Avec mon ami fidèle, hier soir, au marais,
j’ai attendu l’extinction des feux urbains.
Aux Sables, sur la côte de lumière,
ne demeurait qu’une seule clarté :
le ciel étoilé, sur l’onde heureux, venait offrir son reflet.
L’océan rapproche aussi la vague à l’âme.
Dans le marais, les oiseaux, exténués de leur journée, laissaient encore monter
le vacarme incessant de l’amour et des becquées.
Sternes, aigrettes, hérons, cygnes enlacés.
Nous nous sommes arrêtés de marcher pour écouter, levant ensemble les yeux vers l’univers étoilé, vers ces mille feux, ravissement de clarté.

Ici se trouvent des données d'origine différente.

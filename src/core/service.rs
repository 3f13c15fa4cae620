//! Service traits for users, posts and runtime settings
//!
//! Handlers never reach for global state: every backend is injected into the
//! application state as one of these traits. The crate is agnostic to the
//! underlying storage mechanism.

use crate::core::model::{EntityId, Post, User};
use anyhow::Result;
use async_trait::async_trait;
use serde::{Deserialize, Serialize};

/// Service trait for user accounts
#[async_trait]
pub trait UserService: Send + Sync {
    /// Create a new user
    async fn create(&self, user: User) -> Result<User>;

    /// Get a user by ID
    async fn get(&self, id: &EntityId) -> Result<Option<User>>;

    /// Find a local-provider user by email (case-insensitive) or username
    async fn find_local(&self, identifier: &str) -> Result<Option<User>>;

    /// Replace an existing user
    async fn update(&self, user: User) -> Result<User>;

    /// Get the post ids in a user's favorites list, `None` if the user does
    /// not exist
    ///
    /// Only ids are stored; the posts themselves are read through
    /// [`PostService`] whenever the list is returned.
    async fn favorites(&self, id: &EntityId) -> Result<Option<Vec<EntityId>>>;

    /// Overwrite a user's favorites list and return what was stored
    async fn set_favorites(
        &self,
        id: &EntityId,
        favorites: Vec<EntityId>,
    ) -> Result<Vec<EntityId>>;
}

/// Service trait for posts (read-mostly)
#[async_trait]
pub trait PostService: Send + Sync {
    /// Create a new post
    async fn create(&self, post: Post) -> Result<Post>;

    /// Get a post by ID
    async fn get(&self, id: &EntityId) -> Result<Option<Post>>;

    /// List all posts
    async fn list(&self) -> Result<Vec<Post>>;
}

/// Per-provider sign-in settings
#[derive(Debug, Clone, PartialEq, Eq, Serialize, Deserialize)]
pub struct GrantSettings {
    pub enabled: bool,
    /// Where the provider redirects after a successful exchange
    #[serde(default, skip_serializing_if = "Option::is_none")]
    pub callback: Option<String>,
}

impl GrantSettings {
    pub fn enabled() -> Self {
        Self {
            enabled: true,
            callback: None,
        }
    }

    pub fn disabled() -> Self {
        Self {
            enabled: false,
            callback: None,
        }
    }
}

/// Account policy settings
#[derive(Debug, Clone, Default, PartialEq, Eq, Serialize, Deserialize)]
pub struct AdvancedSettings {
    /// Require `confirmed` before issuing tokens
    #[serde(default)]
    pub email_confirmation: bool,
}

/// Runtime settings store
///
/// Grant settings are keyed by provider; the local provider is stored under
/// [`grant_key`]`("local")`, i.e. `"email"`.
#[async_trait]
pub trait SettingsStore: Send + Sync {
    /// Get sign-in settings for a provider key
    async fn grant(&self, key: &str) -> Result<Option<GrantSettings>>;

    /// Set sign-in settings for a provider key
    async fn set_grant(&self, key: &str, settings: GrantSettings) -> Result<()>;

    /// Get account policy settings
    async fn advanced(&self) -> Result<AdvancedSettings>;

    /// Set account policy settings
    async fn set_advanced(&self, settings: AdvancedSettings) -> Result<()>;
}

/// Map a provider name to its grant settings key
pub fn grant_key(provider: &str) -> &str {
    if provider == crate::core::model::LOCAL_PROVIDER {
        "email"
    } else {
        provider
    }
}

Alors je me suis réjoui d’avoir enfin compris ce silence :
une étoile ne brille pas seule,
elle renvoie la lumière qui l’éclaire.
Chaque étoile de l’univers cache un soleil.
La lune, ce soir-là, n’était pas éclairée.
Je suis rentré avec mon petit compagnon.
Il était temps de rendre ce monde au sommeil.
La lune nouvelle nous gratifierait demain des grandes marées.
Et ce toit céleste du marais, nous l’avons partagé.